_EXERCISE GOAL_:
Work out how many lines of the data contain "root" and reply with that number alone.

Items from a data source

»»

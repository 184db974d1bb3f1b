//! Publication barrier: the cursor that makes slots visible, and the two
//! notification edges that connect the pipeline's stages.
//!
//! The `published` edge flows downstream (a commit wakes every consumer
//! waiting for new slots); the `progress` edge flows upstream (a consumer
//! or reset-stage advance wakes blocked publishers, the reset stage, and
//! `drain` callers). Waiters always arm a listener and then re-check their
//! condition before suspending, so a signal racing the check is never lost.

use crate::sequence::{Sequence, INITIAL_SEQUENCE};
use std::pin::pin;
use std::sync::atomic::{AtomicBool, Ordering};
use tokio::sync::Notify;

#[derive(Debug)]
pub(crate) struct Barrier {
    /// Highest committed sequence; `INITIAL_SEQUENCE` before the first publish.
    cursor: Sequence,
    /// Set once the publishing side (ring handle and every proxy) is gone.
    closed: AtomicBool,
    published: Notify,
    progress: Notify,
}

impl Barrier {
    pub(crate) fn new() -> Self {
        Self {
            cursor: Sequence::new(INITIAL_SEQUENCE),
            closed: AtomicBool::new(false),
            published: Notify::new(),
            progress: Notify::new(),
        }
    }

    #[inline]
    pub(crate) fn cursor(&self) -> i64 {
        self.cursor.get()
    }

    /// Commits `sequence`, making its slot visible to every consumer.
    ///
    /// The claim turnstile serializes publishers, so the exchange succeeds
    /// on the first attempt; the loop only defends the protocol against a
    /// commit racing an earlier, unfinished one.
    pub(crate) async fn commit(&self, sequence: i64) {
        while self.cursor.compare_exchange(sequence - 1, sequence).is_err() {
            tokio::task::yield_now().await;
        }
        self.published.notify_waiters();
    }

    /// Marks the publishing side gone and wakes everything still waiting.
    pub(crate) fn close(&self) {
        self.closed.store(true, Ordering::Release);
        self.published.notify_waiters();
        self.progress.notify_waiters();
    }

    #[inline]
    pub(crate) fn is_closed(&self) -> bool {
        self.closed.load(Ordering::Acquire)
    }

    /// Waits until at least `sequence` is committed and returns the highest
    /// committed sequence at wakeup (the consumer's batch horizon).
    ///
    /// Returns `None` once the publishing side has closed and `sequence`
    /// will never be committed. The final commit happens before `close`, so
    /// a consumer that observes the closed flag re-reads the cursor and
    /// still drains every committed slot.
    pub(crate) async fn wait_published(&self, sequence: i64) -> Option<i64> {
        loop {
            if let Some(outcome) = self.poll_published(sequence) {
                return outcome;
            }
            let mut notified = pin!(self.published.notified());
            notified.as_mut().enable();
            if let Some(outcome) = self.poll_published(sequence) {
                return outcome;
            }
            notified.await;
        }
    }

    fn poll_published(&self, sequence: i64) -> Option<Option<i64>> {
        let cursor = self.cursor.get();
        if cursor >= sequence {
            return Some(Some(cursor));
        }
        if self.is_closed() {
            // Re-read: a commit concurrent with closing is ordered before it.
            let cursor = self.cursor.get();
            return Some((cursor >= sequence).then_some(cursor));
        }
        None
    }

    /// Announces downstream progress (a gating sequence advanced).
    #[inline]
    pub(crate) fn signal_progress(&self) {
        self.progress.notify_waiters();
    }

    /// Suspends until `ready` returns true, waking on every progress signal
    /// (and on close, which also signals progress).
    pub(crate) async fn wait_progress_until(&self, mut ready: impl FnMut() -> bool) {
        loop {
            if ready() {
                return;
            }
            let mut notified = pin!(self.progress.notified());
            notified.as_mut().enable();
            if ready() {
                return;
            }
            notified.await;
        }
    }
}
//! The publishing side of a dispatch ring: claim, write, commit.
//!
//! All proxies over one ring share a single `ClaimController`. Claiming is
//! a turnstile: one publisher at a time holds the fence, computes the next
//! sequence, applies its overflow policy, writes the captured call into the
//! slot, and commits. Releasing the turn wakes the next waiting publisher,
//! so every call through the ring is linearized into one FIFO order no
//! matter which proxy or task it came from.
//!
//! The controller also owns the lifecycle of the publishing side: when the
//! last handle (the ring handle and every proxy) is dropped, it closes the
//! barrier so consumers drain and shut down.

use crate::barrier::Barrier;
use crate::call::RingCall;
use crate::fence::{Fence, FenceGuard};
use crate::pipeline::RingCore;
use std::sync::Arc;
use tokio::sync::Notify;

/// Serializes claims across every proxy of one ring.
pub(crate) struct ClaimController {
    barrier: Arc<Barrier>,
    fence: Fence,
    turn: Notify,
}

impl ClaimController {
    pub(crate) fn new(barrier: Arc<Barrier>) -> Self {
        Self {
            barrier,
            fence: Fence::default(),
            turn: Notify::new(),
        }
    }

    /// Waits for the turnstile and returns the claim turn.
    ///
    /// `notify_one` stores a permit when nobody is waiting yet, so a
    /// release racing this loop's `try_acquire` is never lost.
    async fn claim(&self) -> ClaimTurn<'_> {
        loop {
            let notified = self.turn.notified();
            if let Some(guard) = self.fence.try_acquire() {
                return ClaimTurn {
                    guard: Some(guard),
                    controller: self,
                };
            }
            notified.await;
        }
    }
}

impl Drop for ClaimController {
    fn drop(&mut self) {
        // Last publishing handle gone: let consumers drain and exit.
        self.barrier.close();
    }
}

/// Exclusive right to claim, write, and commit the next slot.
struct ClaimTurn<'a> {
    guard: Option<FenceGuard<'a>>,
    controller: &'a ClaimController,
}

impl Drop for ClaimTurn<'_> {
    fn drop(&mut self) {
        // Release the fence before signalling, so the woken claimant's
        // first `try_acquire` cannot lose the race against this release.
        self.guard.take();
        self.controller.turn.notify_one();
    }
}

/// Writes captured calls into the ring under the claim discipline.
pub(crate) struct RingPublisher<C: RingCall> {
    core: Arc<RingCore<C>>,
    claim: Arc<ClaimController>,
}

impl<C: RingCall> Clone for RingPublisher<C> {
    fn clone(&self) -> Self {
        Self {
            core: Arc::clone(&self.core),
            claim: Arc::clone(&self.claim),
        }
    }
}

impl<C: RingCall> RingPublisher<C> {
    pub(crate) fn new(core: Arc<RingCore<C>>, claim: Arc<ClaimController>) -> Self {
        Self { core, claim }
    }

    /// Blocking claim: suspends the caller until the slowest gating
    /// sequence frees a slot, then writes and commits. Never fails for
    /// capacity reasons.
    pub(crate) async fn publish(&self, call: C) {
        let turn = self.claim.claim().await;
        let sequence = self.core.barrier.cursor() + 1;

        self.core
            .barrier
            .wait_progress_until(|| self.core.has_capacity_for(sequence))
            .await;

        // SAFETY: the claim turn grants exclusive write access to this
        // uncommitted slot, and every gating sequence has passed the
        // slot's previous tenancy.
        unsafe {
            *self.core.buffer.get(sequence) = call;
        }

        self.core.barrier.commit(sequence).await;
        drop(turn);
    }

    /// Non-blocking claim: a capacity check instead of a wait, then either
    /// write and commit, or hand the call back untouched for the caller to
    /// discard.
    pub(crate) async fn try_publish(&self, call: C) -> Result<(), C> {
        // Fast path: an observably full ring means an immediate drop, even
        // while another publisher sits on the turnstile waiting for that
        // same capacity.
        if !self.core.has_capacity_for(self.core.barrier.cursor() + 1) {
            return Err(call);
        }

        let turn = self.claim.claim().await;
        let sequence = self.core.barrier.cursor() + 1;

        if !self.core.has_capacity_for(sequence) {
            return Err(call);
        }

        // SAFETY: as in `publish`.
        unsafe {
            *self.core.buffer.get(sequence) = call;
        }

        self.core.barrier.commit(sequence).await;
        drop(turn);
        Ok(())
    }
}
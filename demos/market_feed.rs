//! Fan-out walkthrough: one proxy, two independent consumers.
//!
//! A price feed publishes ticks through a ring-backed proxy; a journal and
//! an aggregator each replay every tick on their own task, and the reset
//! stage clears each slot once both are done with it.
//!
//! Run with: `cargo run --example market_feed`

use ringcall::{DispatchRing, OverflowStrategy};
use std::sync::atomic::{AtomicU64, Ordering};
use std::sync::{Arc, Mutex};

#[ringcall::interface]
pub trait TickListener {
    async fn on_trade(&self, symbol: String, price: f64, quantity: u64);
    async fn on_session_close(&self);
}

/// Prints every tick as it is replayed.
struct Journal;

#[ringcall::async_trait]
impl TickListener for Journal {
    async fn on_trade(&self, symbol: String, price: f64, quantity: u64) {
        println!("journal: {quantity} x {symbol} @ {price}");
    }

    async fn on_session_close(&self) {
        println!("journal: session closed");
    }
}

/// Tracks traded volume; batch-aware, so it reports once per burst rather
/// than once per tick.
#[derive(Default)]
struct VolumeTracker {
    traded: AtomicU64,
    reports: Mutex<Vec<u64>>,
}

#[ringcall::async_trait]
impl TickListener for VolumeTracker {
    async fn on_trade(&self, _symbol: String, _price: f64, quantity: u64) {
        self.traded.fetch_add(quantity, Ordering::Relaxed);
    }

    async fn on_session_close(&self) {}

    async fn on_batch_end(&self) {
        let traded = self.traded.load(Ordering::Relaxed);
        println!("volume: {traded} after this batch");
        self.reports.lock().unwrap().push(traded);
    }
}

#[tokio::main]
async fn main() -> Result<(), ringcall::BuildError> {
    tracing_subscriber::fmt()
        .with_env_filter(
            tracing_subscriber::EnvFilter::try_from_default_env()
                .unwrap_or_else(|_| "ringcall=debug".into()),
        )
        .init();

    let mut ring = DispatchRing::<TickListenerCall>::new(64);
    ring.on_fatal_error(|failure| {
        eprintln!("tick replay failed: {failure:?}");
    });

    let tracker = Arc::new(VolumeTracker::default());
    let feed = TickListenerProxy::create(
        &ring,
        OverflowStrategy::Block,
        vec![Arc::new(Journal), tracker.clone()],
    )?;

    for (symbol, price, quantity) in [
        ("ACME", 101.25, 300),
        ("ACME", 101.30, 150),
        ("GLOBEX", 54.10, 1200),
        ("ACME", 101.10, 75),
    ] {
        feed.on_trade(symbol.to_owned(), price, quantity).await;
    }

    feed.on_session_close().await;
    ring.drain().await;

    println!(
        "total traded volume: {}",
        tracker.traded.load(Ordering::Relaxed)
    );
    Ok(())
}
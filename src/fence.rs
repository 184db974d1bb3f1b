//! The flag half of the publisher claim turnstile.
//!
//! Publishing is strictly serialized: whichever task holds the `Fence` owns
//! the right to claim, write, and commit the next slot. The fence itself is
//! just an atomic flag with RAII release; queueing and wakeup of the next
//! claimant live in the claim controller, which pairs a `try_acquire` loop
//! with a `Notify` turn signal.

use crossbeam_utils::CachePadded;
use std::sync::atomic::{AtomicBool, Ordering};

/// Grants the claim right while alive; releases it on drop.
///
/// Dropping the guard only clears the flag. The claim controller is
/// responsible for waking the next waiting publisher afterwards.
pub(crate) struct FenceGuard<'a>(&'a Fence);

impl Drop for FenceGuard<'_> {
    fn drop(&mut self) {
        // Release ordering makes the slot write and commit performed under
        // the fence visible to the next claimant.
        self.0.flag.store(false, Ordering::Release);
    }
}

/// A single-holder atomic flag, cache-padded against false sharing.
#[derive(Debug, Default)]
pub(crate) struct Fence {
    flag: CachePadded<AtomicBool>,
}

impl Fence {
    /// Attempts to take the fence without waiting.
    #[inline]
    pub(crate) fn try_acquire(&self) -> Option<FenceGuard<'_>> {
        self.flag
            .compare_exchange(false, true, Ordering::Acquire, Ordering::Relaxed)
            .is_ok()
            .then(|| FenceGuard(self))
    }
}
//! Overflow policy and the generic half of every generated proxy.

use crate::call::RingCall;
use crate::publish::RingPublisher;
use tracing::trace;

/// What a proxy does with a call when the ring has no free slot.
///
/// Fixed per proxy at creation time; proxies over the same ring may use
/// different strategies independently.
#[derive(Debug, Clone, Copy, PartialEq, Eq)]
pub enum OverflowStrategy {
    /// Discard the invocation. The call returns immediately with no side
    /// effect and no error; a fire-and-forget caller cannot observe the
    /// drop (non-`()` methods return their default value either way).
    Drop,
    /// Suspend the caller until the slowest consumer frees a slot. The
    /// call never fails for capacity reasons.
    Block,
}

/// Captures go in, publishes come out.
///
/// Generated proxies implement the interface trait and forward every call
/// here as a call-enum value. Cloning is cheap; clones share the ring and
/// its claim turnstile, so all invocations through one ring are linearized
/// into a single FIFO order regardless of method, proxy, or task.
pub struct DispatchProxy<C: RingCall> {
    publisher: RingPublisher<C>,
    strategy: OverflowStrategy,
}

impl<C: RingCall> Clone for DispatchProxy<C> {
    fn clone(&self) -> Self {
        Self {
            publisher: self.publisher.clone(),
            strategy: self.strategy,
        }
    }
}

impl<C: RingCall> DispatchProxy<C> {
    pub(crate) fn new(publisher: RingPublisher<C>, strategy: OverflowStrategy) -> Self {
        Self {
            publisher,
            strategy,
        }
    }

    /// The overflow strategy this proxy was created with.
    pub fn strategy(&self) -> OverflowStrategy {
        self.strategy
    }

    /// Publishes one captured invocation under the proxy's overflow policy.
    ///
    /// This is the publish point: once this returns under `Block`, or
    /// returns without dropping under `Drop`, the invocation is committed
    /// and will be replayed by every attached consumer.
    ///
    /// # Cancellation safety
    ///
    /// Cancelling the returned future before the commit leaves the ring
    /// consistent: the claim turn is released, the publication cursor never
    /// advanced, and the next publisher claims the same slot. A cancelled
    /// call is simply never published.
    pub async fn dispatch(&self, call: C) {
        match self.strategy {
            OverflowStrategy::Block => self.publisher.publish(call).await,
            OverflowStrategy::Drop => {
                if let Err(dropped) = self.publisher.try_publish(call).await {
                    trace!(method = ?dropped.method(), "ring full; invocation dropped");
                }
            }
        }
    }
}
//! SPA document handlers
//!
//! Every non-asset GET receives `index.html` so the client-side router can
//! take over. The status code tells routed paths (200) from unrouted ones
//! (404); the body is the same document in both cases and the client renders
//! its fallback page.

use axum::{
    body::Body,
    extract::{Request, State},
    http::{Method, StatusCode},
    response::{Html, IntoResponse, Response},
    Json,
};
use serde::Serialize;
use std::sync::Arc;
use tower::ServiceExt;
use tower_http::services::ServeFile;

use super::error::HostError;
use super::state::HostState;
use crate::routes::Resolution;

/// GET /health
#[derive(Debug, Serialize)]
pub struct HealthResponse {
    pub status: &'static str,
    pub version: &'static str,
    pub uptime_seconds: u64,
    pub route_table_version: u32,
    pub routes: usize,
    pub index_present: bool,
}

/// Service info returned at the root when no front-end is built
#[derive(Debug, Serialize)]
pub struct InfoResponse {
    pub message: &'static str,
    pub websocket_endpoint: &'static str,
    pub routes: usize,
}

/// GET /health
pub async fn health(State(state): State<Arc<HostState>>) -> Json<HealthResponse> {
    let index_present = tokio::fs::metadata(state.index_path())
        .await
        .map(|m| m.is_file())
        .unwrap_or(false);

    Json(HealthResponse {
        status: if index_present { "healthy" } else { "degraded" },
        version: env!("CARGO_PKG_VERSION"),
        uptime_seconds: state.uptime_seconds(),
        route_table_version: state.table.version(),
        routes: state.table.len(),
        index_present,
    })
}

/// Router fallback
pub async fn spa_fallback(State(state): State<Arc<HostState>>, request: Request) -> Response {
    serve_request(&state, request).await
}

/// Serve a public file from the dist root, or the SPA document
pub async fn serve_request(state: &HostState, request: Request) -> Response {
    let method = request.method().clone();
    if method != Method::GET && method != Method::HEAD {
        return HostError::MethodNotAllowed(method.to_string()).into_response();
    }

    let path = request.uri().path().to_string();
    if let Some(file) = state.public_file(&path).await {
        return match ServeFile::new(file).oneshot(request).await {
            Ok(response) => response.map(Body::new),
            Err(never) => match never {},
        };
    }

    serve_document(state, &path).await
}

/// Return `index.html` for a client-side route
pub async fn serve_document(state: &HostState, path: &str) -> Response {
    let resolution = state.table.resolve(path);

    match tokio::fs::read_to_string(state.index_path()).await {
        Ok(html) => {
            let status = match &resolution {
                Resolution::Matched(_) => StatusCode::OK,
                Resolution::NotFound { path } => {
                    tracing::debug!(path = %path, "Serving document for unrouted path");
                    StatusCode::NOT_FOUND
                }
            };
            (status, Html(html)).into_response()
        }
        Err(e) if e.kind() == std::io::ErrorKind::NotFound => {
            if resolution.route_name() == Some("home") {
                Json(InfoResponse {
                    message: "AGV Monitor API",
                    websocket_endpoint: "/ws/robot-status",
                    routes: state.table.len(),
                })
                .into_response()
            } else {
                HostError::NotFound(path.to_string()).into_response()
            }
        }
        Err(e) => HostError::Io(e).into_response(),
    }
}

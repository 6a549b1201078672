//! HTTP forwarding for the development proxy

use axum::{
    body::Body,
    extract::Request,
    http::{header, HeaderMap, HeaderName, HeaderValue, Uri},
    response::{IntoResponse, Response},
};
use futures_util::StreamExt;
use regex::Regex;
use reqwest::Client;

use crate::config::ProxyRule;
use crate::server::{HostError, HostResult};

/// Headers that describe a single connection and are never forwarded
static HOP_BY_HOP: [HeaderName; 8] = [
    header::CONNECTION,
    header::PROXY_AUTHENTICATE,
    header::PROXY_AUTHORIZATION,
    header::TE,
    header::TRAILER,
    header::TRANSFER_ENCODING,
    header::UPGRADE,
    header::HOST,
];

/// A proxy rule with its rewrite compiled
#[derive(Debug, Clone)]
pub struct ProxyTarget {
    prefix: String,
    target: String,
    ws: bool,
    change_origin: bool,
    rewrite: Option<(Regex, String)>,
}

impl ProxyTarget {
    pub fn compile(rule: &ProxyRule) -> HostResult<Self> {
        let rewrite = match &rule.rewrite_from {
            Some(pattern) => {
                let regex = Regex::new(pattern).map_err(|e| {
                    HostError::Internal(format!("proxy rewrite for {}: {}", rule.prefix, e))
                })?;
                Some((regex, rule.rewrite_to.clone()))
            }
            None => None,
        };

        Ok(Self {
            prefix: rule.prefix.trim_end_matches('/').to_string(),
            target: rule.target.trim_end_matches('/').to_string(),
            ws: rule.ws,
            change_origin: rule.change_origin,
            rewrite,
        })
    }

    pub fn prefix(&self) -> &str {
        if self.prefix.is_empty() {
            "/"
        } else {
            &self.prefix
        }
    }

    pub fn target(&self) -> &str {
        &self.target
    }

    pub fn tunnels_websockets(&self) -> bool {
        self.ws
    }

    pub fn changes_origin(&self) -> bool {
        self.change_origin
    }

    /// `/api` matches `/api` and `/api/...` but not `/apix`
    pub fn matches(&self, path: &str) -> bool {
        if self.prefix.is_empty() {
            return true;
        }
        match path.strip_prefix(&self.prefix) {
            Some(rest) => rest.is_empty() || rest.starts_with('/'),
            None => false,
        }
    }

    /// Path sent upstream after the rewrite
    pub fn rewrite_path(&self, path: &str) -> String {
        let rewritten = match &self.rewrite {
            Some((regex, to)) => regex.replace(path, to.as_str()).into_owned(),
            None => path.to_string(),
        };
        if rewritten.starts_with('/') {
            rewritten
        } else {
            format!("/{}", rewritten)
        }
    }

    /// Full upstream URL for an HTTP request
    pub fn upstream_url(&self, uri: &Uri) -> String {
        let base = http_scheme(&self.target);
        self.join(&base, uri)
    }

    /// Full upstream URL for a WebSocket upgrade
    pub fn ws_url(&self, uri: &Uri) -> String {
        let base = if let Some(rest) = self.target.strip_prefix("https://") {
            format!("wss://{}", rest)
        } else if let Some(rest) = self.target.strip_prefix("http://") {
            format!("ws://{}", rest)
        } else {
            self.target.clone()
        };
        self.join(&base, uri)
    }

    /// Origin header value the backend expects
    pub fn origin(&self) -> String {
        let base = http_scheme(&self.target);
        match base.split_once("://") {
            Some((scheme, rest)) => {
                let authority = rest.split('/').next().unwrap_or(rest);
                format!("{}://{}", scheme, authority)
            }
            None => base,
        }
    }

    fn join(&self, base: &str, uri: &Uri) -> String {
        let path = self.rewrite_path(uri.path());
        match uri.query() {
            Some(query) => format!("{}{}?{}", base, path, query),
            None => format!("{}{}", base, path),
        }
    }
}

fn http_scheme(target: &str) -> String {
    if let Some(rest) = target.strip_prefix("wss://") {
        format!("https://{}", rest)
    } else if let Some(rest) = target.strip_prefix("ws://") {
        format!("http://{}", rest)
    } else {
        target.to_string()
    }
}

/// Copy end-to-end headers
pub(crate) fn forwardable_headers(headers: &HeaderMap) -> HeaderMap {
    let mut forwarded = HeaderMap::with_capacity(headers.len());
    for (name, value) in headers {
        if HOP_BY_HOP.contains(name) || name.as_str() == "keep-alive" {
            continue;
        }
        forwarded.append(name.clone(), value.clone());
    }
    forwarded
}

/// Forward one HTTP request and relay the upstream answer
pub async fn forward(
    client: &Client,
    target: &ProxyTarget,
    request: Request,
    max_body_bytes: usize,
) -> HostResult<Response> {
    let (parts, body) = request.into_parts();
    let url = target.upstream_url(&parts.uri);

    let declared_len = parts
        .headers
        .get(header::CONTENT_LENGTH)
        .and_then(|v| v.to_str().ok())
        .and_then(|v| v.parse::<usize>().ok());
    if declared_len.is_some_and(|len| len > max_body_bytes) {
        return Err(HostError::PayloadTooLarge(max_body_bytes));
    }
    let body = read_body(body, max_body_bytes).await?;

    let mut headers = forwardable_headers(&parts.headers);
    headers.remove(header::CONTENT_LENGTH);
    if target.change_origin && headers.contains_key(header::ORIGIN) {
        let origin = HeaderValue::from_str(&target.origin())
            .map_err(|e| HostError::Internal(format!("Invalid proxy origin: {}", e)))?;
        headers.insert(header::ORIGIN, origin);
    }

    let upstream = client
        .request(parts.method.clone(), &url)
        .headers(headers)
        .body(body)
        .send()
        .await
        .map_err(|e| upstream_error(&url, e))?;

    let status = upstream.status();
    let mut response_headers = forwardable_headers(upstream.headers());
    response_headers.remove(header::CONTENT_LENGTH);
    let bytes = upstream.bytes().await.map_err(|e| upstream_error(&url, e))?;

    tracing::debug!(
        method = %parts.method,
        path = %parts.uri.path(),
        upstream = %url,
        status = status.as_u16(),
        "Proxied request"
    );

    Ok((status, response_headers, Body::from(bytes)).into_response())
}

/// Buffer a request body; over the limit is 413, a broken stream is 400
pub(crate) async fn read_body(body: Body, limit: usize) -> HostResult<Vec<u8>> {
    let mut stream = body.into_data_stream();
    let mut collected = Vec::new();

    while let Some(chunk) = stream.next().await {
        let chunk = chunk
            .map_err(|e| HostError::BadRequest(format!("Failed to read request body: {}", e)))?;
        if collected.len() + chunk.len() > limit {
            return Err(HostError::PayloadTooLarge(limit));
        }
        collected.extend_from_slice(&chunk);
    }

    Ok(collected)
}

fn upstream_error(url: &str, error: reqwest::Error) -> HostError {
    if error.is_timeout() {
        HostError::GatewayTimeout(url.to_string())
    } else {
        HostError::BadGateway(format!("{}: {}", url, error))
    }
}

#[cfg(test)]
mod tests {
    use super::*;

    fn api_rule() -> ProxyTarget {
        ProxyTarget::compile(&ProxyRule {
            prefix: "/api".to_string(),
            target: "http://localhost:8000/".to_string(),
            ws: false,
            change_origin: true,
            rewrite_from: Some("^/api".to_string()),
            rewrite_to: String::new(),
        })
        .unwrap()
    }

    fn ws_rule() -> ProxyTarget {
        ProxyTarget::compile(&ProxyRule {
            prefix: "/ws".to_string(),
            target: "ws://localhost:8000".to_string(),
            ws: true,
            change_origin: true,
            rewrite_from: None,
            rewrite_to: String::new(),
        })
        .unwrap()
    }

    #[test]
    fn test_prefix_matches_on_segment_boundary() {
        let rule = api_rule();
        assert!(rule.matches("/api"));
        assert!(rule.matches("/api/robots"));
        assert!(!rule.matches("/apix"));
        assert!(!rule.matches("/map"));
    }

    #[test]
    fn test_rewrite_strips_prefix() {
        let rule = api_rule();
        assert_eq!(rule.rewrite_path("/api/robots/1"), "/robots/1");
        assert_eq!(rule.rewrite_path("/api"), "/");

        let uri: Uri = "/api/tasks?state=running".parse().unwrap();
        assert_eq!(
            rule.upstream_url(&uri),
            "http://localhost:8000/tasks?state=running"
        );
    }

    #[test]
    fn test_ws_urls_and_origin() {
        let rule = ws_rule();
        let uri: Uri = "/ws/robot-status".parse().unwrap();
        assert_eq!(rule.ws_url(&uri), "ws://localhost:8000/ws/robot-status");
        assert_eq!(rule.upstream_url(&uri), "http://localhost:8000/ws/robot-status");
        assert_eq!(rule.origin(), "http://localhost:8000");
        assert!(rule.tunnels_websockets());
    }

    #[test]
    fn test_hop_by_hop_headers_dropped() {
        let mut headers = HeaderMap::new();
        headers.insert(header::HOST, HeaderValue::from_static("localhost:3000"));
        headers.insert(header::CONNECTION, HeaderValue::from_static("keep-alive"));
        headers.insert("keep-alive", HeaderValue::from_static("timeout=5"));
        headers.insert(header::ACCEPT, HeaderValue::from_static("application/json"));

        let forwarded = forwardable_headers(&headers);
        assert_eq!(forwarded.len(), 1);
        assert!(forwarded.contains_key(header::ACCEPT));
    }

    #[tokio::test]
    async fn test_read_body_limits_and_errors() {
        let body = read_body(Body::from("task-42"), 7).await.unwrap();
        assert_eq!(body, b"task-42");

        let over = read_body(Body::from("task-420"), 7).await;
        assert!(matches!(over, Err(HostError::PayloadTooLarge(7))));

        let chunks: Vec<Result<&'static str, std::io::Error>> = vec![
            Ok("partial"),
            Err(std::io::Error::new(
                std::io::ErrorKind::ConnectionReset,
                "client went away",
            )),
        ];
        let aborted = read_body(Body::from_stream(futures_util::stream::iter(chunks)), 1024).await;
        match aborted {
            Err(e @ HostError::BadRequest(_)) => {
                assert_eq!(e.status(), axum::http::StatusCode::BAD_REQUEST)
            }
            other => panic!("unexpected result: {:?}", other),
        }
    }

    #[test]
    fn test_bad_rewrite_rejected() {
        let rule = ProxyRule {
            prefix: "/api".to_string(),
            target: "http://localhost:8000".to_string(),
            ws: false,
            change_origin: true,
            rewrite_from: Some("(".to_string()),
            rewrite_to: String::new(),
        };
        assert!(ProxyTarget::compile(&rule).is_err());
    }
}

««

_FINISHED TASK_:
2